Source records
········
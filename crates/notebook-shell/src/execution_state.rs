//! Per-document execution snapshots.
//!
//! While a notebook runs, every queue transition is mirrored here keyed by
//! document path. When the user switches back to a document, the snapshot is
//! reapplied to the freshly parsed notebook so run states and outputs match
//! what the run produced, including results that arrived while the document
//! was not visible.

use crate::document_cache::{path_is_under, rebase_path, EvictionGuard};
use crate::execution_queue::ExecutionCoordinator;
use crate::notebook_state::{Notebook, RunState};
use log::debug;
use serde::{Deserialize, Serialize};
use std::collections::HashMap;

#[derive(Debug, Clone, PartialEq, Eq, Serialize, Deserialize)]
pub struct CellRunSnapshot {
    pub id: String,
    pub run_state: RunState,
    pub output: String,
    pub error_text: String,
    /// Markdown cell shown in its editor rather than rendered
    #[serde(default)]
    pub editing_markdown: bool,
}

#[derive(Debug, Clone, Default, PartialEq, Eq, Serialize, Deserialize)]
pub struct ExecutionSnapshot {
    pub global_executing: bool,
    pub queue: Vec<usize>,
    /// One entry per notebook cell, in notebook order at capture time
    pub cells: Vec<CellRunSnapshot>,
}

impl ExecutionSnapshot {
    pub fn capture(notebook: &Notebook, coordinator: &ExecutionCoordinator) -> Self {
        ExecutionSnapshot {
            global_executing: coordinator.is_running(),
            queue: coordinator.queue(notebook),
            cells: notebook
                .cells()
                .iter()
                .map(|cell| CellRunSnapshot {
                    id: cell.id.clone(),
                    run_state: cell.run_state,
                    output: cell.output.clone(),
                    error_text: cell.error_text.clone(),
                    editing_markdown: cell.editing_markdown,
                })
                .collect(),
        }
    }

    /// Copy run states, outputs and markdown editing flags onto the cells of
    /// `notebook` with matching ids. Returns how many cells were restored.
    pub fn apply_to(&self, notebook: &mut Notebook) -> usize {
        let by_id: HashMap<&str, &CellRunSnapshot> =
            self.cells.iter().map(|c| (c.id.as_str(), c)).collect();

        let mut restored = 0;
        for idx in 0..notebook.len() {
            let Some(cell) = notebook.cell_mut(idx) else {
                continue;
            };
            if let Some(saved) = by_id.get(cell.id.as_str()) {
                cell.run_state = saved.run_state;
                cell.output = saved.output.clone();
                cell.error_text = saved.error_text.clone();
                cell.editing_markdown = saved.editing_markdown;
                restored += 1;
            }
        }
        restored
    }

    /// True while the run is live or any cell is still queued.
    pub fn is_executing(&self) -> bool {
        self.global_executing || self.cells.iter().any(|c| c.run_state.is_active())
    }
}

/// Execution snapshots keyed by document path.
#[derive(Debug, Default)]
pub struct ExecutionStateStore {
    entries: HashMap<String, ExecutionSnapshot>,
}

impl ExecutionStateStore {
    pub fn new() -> Self {
        Self::default()
    }

    /// Insert or overwrite the snapshot for `key`.
    pub fn save(&mut self, key: &str, snapshot: ExecutionSnapshot) {
        self.entries.insert(key.to_string(), snapshot);
    }

    pub fn get(&self, key: &str) -> Option<&ExecutionSnapshot> {
        self.entries.get(key)
    }

    pub fn contains(&self, key: &str) -> bool {
        self.entries.contains_key(key)
    }

    pub fn len(&self) -> usize {
        self.entries.len()
    }

    pub fn is_empty(&self) -> bool {
        self.entries.is_empty()
    }

    pub fn is_executing(&self, key: &str) -> bool {
        self.entries.get(key).is_some_and(|s| s.is_executing())
    }

    pub fn remove(&mut self, key: &str) -> Option<ExecutionSnapshot> {
        self.entries.remove(key)
    }

    /// Drop every snapshot for `prefix` or a path below it.
    pub fn remove_all_under(&mut self, prefix: &str) -> Vec<String> {
        let keys: Vec<String> = self
            .entries
            .keys()
            .filter(|k| path_is_under(k, prefix))
            .cloned()
            .collect();
        for key in &keys {
            self.entries.remove(key);
        }
        if !keys.is_empty() {
            debug!("[state] Removed {} snapshots under {}", keys.len(), prefix);
        }
        keys
    }

    /// Move snapshots from `old_prefix` (or paths below it) to `new_prefix`.
    pub fn rename_all_under(&mut self, old_prefix: &str, new_prefix: &str) {
        let keys: Vec<String> = self
            .entries
            .keys()
            .filter(|k| path_is_under(k, old_prefix))
            .cloned()
            .collect();
        for key in keys {
            if let Some(snapshot) = self.entries.remove(&key) {
                self.entries
                    .insert(rebase_path(&key, old_prefix, new_prefix), snapshot);
            }
        }
    }
}

impl EvictionGuard for ExecutionStateStore {
    fn is_pinned(&self, key: &str) -> bool {
        self.is_executing(key)
    }
}
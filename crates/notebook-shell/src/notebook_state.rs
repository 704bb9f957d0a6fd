use crate::error::NotebookError;
use chrono::{DateTime, Utc};
use serde::{Deserialize, Serialize};
use std::collections::HashMap;
use uuid::Uuid;

/// Language of a notebook cell.
#[derive(Debug, Clone, Copy, PartialEq, Eq, Hash, Serialize, Deserialize)]
#[serde(rename_all = "lowercase")]
pub enum CellKind {
    Go,
    Python,
    Markdown,
}

impl CellKind {
    /// Markdown cells are never submitted to the backend.
    pub fn is_runnable(self) -> bool {
        !matches!(self, CellKind::Markdown)
    }
}

impl std::fmt::Display for CellKind {
    fn fmt(&self, f: &mut std::fmt::Formatter<'_>) -> std::fmt::Result {
        match self {
            CellKind::Go => write!(f, "go"),
            CellKind::Python => write!(f, "python"),
            CellKind::Markdown => write!(f, "markdown"),
        }
    }
}

impl std::str::FromStr for CellKind {
    type Err = String;

    fn from_str(s: &str) -> Result<Self, Self::Err> {
        match s.trim().to_lowercase().as_str() {
            "go" => Ok(CellKind::Go),
            "python" | "py" => Ok(CellKind::Python),
            "markdown" | "md" => Ok(CellKind::Markdown),
            _ => Err(format!("Unknown cell language: {}", s)),
        }
    }
}

/// Execution status of a single cell.
#[derive(Debug, Clone, Copy, PartialEq, Eq, Default, Serialize, Deserialize)]
#[serde(rename_all = "snake_case")]
pub enum RunState {
    #[default]
    Idle,
    /// Queued behind the running cell
    Waiting,
    Running,
    Done,
}

impl RunState {
    /// Waiting or Running: the cell belongs to a live run.
    pub fn is_active(self) -> bool {
        matches!(self, RunState::Waiting | RunState::Running)
    }
}

#[derive(Debug, Clone, PartialEq, Eq, Serialize, Deserialize)]
pub struct Cell {
    pub id: String,
    pub kind: CellKind,
    pub source: String,
    #[serde(default)]
    pub output: String,
    #[serde(default)]
    pub error_text: String,
    #[serde(default)]
    pub run_state: RunState,
    #[serde(default)]
    pub editing_markdown: bool,
}

impl Cell {
    pub fn new(kind: CellKind, source: impl Into<String>) -> Self {
        Cell {
            id: new_cell_id(),
            kind,
            source: source.into(),
            output: String::new(),
            error_text: String::new(),
            run_state: RunState::Idle,
            editing_markdown: false,
        }
    }

    pub fn clear_output(&mut self) {
        self.output.clear();
        self.error_text.clear();
    }
}

/// Generate a fresh stable cell id.
pub fn new_cell_id() -> String {
    Uuid::new_v4().to_string()
}

#[derive(Debug, Clone, PartialEq, Eq, Serialize, Deserialize)]
#[serde(rename_all = "camelCase")]
pub struct NotebookMetadata {
    #[serde(default, skip_serializing_if = "Option::is_none")]
    pub created_at: Option<DateTime<Utc>>,
    #[serde(default, skip_serializing_if = "Option::is_none")]
    pub last_modified_at: Option<DateTime<Utc>>,
    #[serde(default)]
    pub execution_count: u64,
    #[serde(default, skip_serializing_if = "Option::is_none")]
    pub last_run_at: Option<DateTime<Utc>>,
    /// Keys written by other tools, preserved on save
    #[serde(flatten)]
    pub additional: HashMap<String, serde_json::Value>,
}

impl NotebookMetadata {
    pub fn now() -> Self {
        let now = Utc::now();
        NotebookMetadata {
            created_at: Some(now),
            last_modified_at: Some(now),
            execution_count: 0,
            last_run_at: None,
            additional: HashMap::new(),
        }
    }
}

/// An ordered list of cells plus document metadata.
///
/// A notebook always holds at least one cell.
#[derive(Debug, Clone, PartialEq, Eq)]
pub struct Notebook {
    cells: Vec<Cell>,
    pub metadata: NotebookMetadata,
    pub dirty: bool,
}

impl Default for Notebook {
    fn default() -> Self {
        Self::new_empty()
    }
}

impl Notebook {
    /// A new notebook with a single empty Go cell.
    pub fn new_empty() -> Self {
        Notebook {
            cells: vec![Cell::new(CellKind::Go, "")],
            metadata: NotebookMetadata::now(),
            dirty: false,
        }
    }

    pub fn from_cells(cells: Vec<Cell>, metadata: NotebookMetadata) -> Result<Self, NotebookError> {
        if cells.is_empty() {
            return Err(NotebookError::NoCells);
        }
        Ok(Notebook {
            cells,
            metadata,
            dirty: false,
        })
    }

    pub fn cells(&self) -> &[Cell] {
        &self.cells
    }

    pub fn len(&self) -> usize {
        self.cells.len()
    }

    pub fn is_empty(&self) -> bool {
        self.cells.is_empty()
    }

    pub fn cell(&self, index: usize) -> Option<&Cell> {
        self.cells.get(index)
    }

    pub fn cell_mut(&mut self, index: usize) -> Option<&mut Cell> {
        self.cells.get_mut(index)
    }

    pub fn find_cell_index(&self, cell_id: &str) -> Option<usize> {
        self.cells.iter().position(|c| c.id == cell_id)
    }

    fn index_of(&self, cell_id: &str) -> Result<usize, NotebookError> {
        self.find_cell_index(cell_id)
            .ok_or_else(|| NotebookError::CellNotFound(cell_id.to_string()))
    }

    fn touch(&mut self) {
        self.dirty = true;
        self.metadata.last_modified_at = Some(Utc::now());
    }

    pub fn update_cell_source(&mut self, cell_id: &str, source: &str) -> Result<(), NotebookError> {
        let idx = self.index_of(cell_id)?;
        self.cells[idx].source = source.to_string();
        self.touch();
        Ok(())
    }

    pub fn set_cell_kind(&mut self, cell_id: &str, kind: CellKind) -> Result<(), NotebookError> {
        let idx = self.index_of(cell_id)?;
        let cell = &mut self.cells[idx];
        if cell.kind != kind {
            cell.kind = kind;
            cell.clear_output();
            cell.editing_markdown = kind == CellKind::Markdown && cell.source.is_empty();
            self.touch();
        }
        Ok(())
    }

    pub fn set_editing_markdown(&mut self, cell_id: &str, editing: bool) -> Result<(), NotebookError> {
        let idx = self.index_of(cell_id)?;
        self.cells[idx].editing_markdown = editing;
        Ok(())
    }

    /// Insert a new cell after `after_cell_id`, or at the end when `None`.
    /// Returns the new cell's index.
    pub fn add_cell(
        &mut self,
        kind: CellKind,
        after_cell_id: Option<&str>,
    ) -> Result<usize, NotebookError> {
        let insert_idx = match after_cell_id {
            Some(id) => self.index_of(id)? + 1,
            None => self.cells.len(),
        };
        let mut cell = Cell::new(kind, "");
        cell.editing_markdown = kind == CellKind::Markdown;
        self.cells.insert(insert_idx, cell);
        self.touch();
        Ok(insert_idx)
    }

    pub fn delete_cell(&mut self, cell_id: &str) -> Result<Cell, NotebookError> {
        // Don't delete the last cell
        if self.cells.len() <= 1 {
            return Err(NotebookError::LastCell);
        }
        let idx = self.index_of(cell_id)?;
        let removed = self.cells.remove(idx);
        self.touch();
        Ok(removed)
    }

    /// Move a cell one position up (`-1`) or down (`+1`).
    /// Returns false when the cell is already at that edge.
    pub fn move_cell(&mut self, cell_id: &str, direction: isize) -> Result<bool, NotebookError> {
        let idx = self.index_of(cell_id)?;
        let target = idx as isize + direction.signum();
        if direction == 0 || target < 0 || target as usize >= self.cells.len() {
            return Ok(false);
        }
        self.cells.swap(idx, target as usize);
        self.touch();
        Ok(true)
    }

    pub fn clear_cell_outputs(&mut self, cell_id: &str) -> Result<(), NotebookError> {
        let idx = self.index_of(cell_id)?;
        self.cells[idx].clear_output();
        self.cells[idx].run_state = RunState::Idle;
        self.touch();
        Ok(())
    }

    pub fn clear_all_outputs(&mut self) {
        for cell in &mut self.cells {
            cell.clear_output();
            cell.run_state = RunState::Idle;
        }
        self.touch();
    }

    /// Record a completed run in the metadata.
    pub fn record_run(&mut self) {
        self.metadata.execution_count += 1;
        self.metadata.last_run_at = Some(Utc::now());
        self.dirty = true;
    }
}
········
> [PROBLEM]: Begin at the line that has "pub fn is_executing(&self)" in the entries above; stop after the line that has "pub fn new()". Transcribe exactly those lines and no others.

> [YOUR RESPONSE]:
    pub fn is_executing(&self) -> bool {
        self.global_executing || self.cells.iter().any(|c| c.run_state.is_active())
    }
}

/// Execution snapshots keyed by document path.
#[derive(Debug, Default)]
pub struct ExecutionStateStore {
    entries: HashMap<String, ExecutionSnapshot>,
}

impl ExecutionStateStore {
    pub fn new() -> Self {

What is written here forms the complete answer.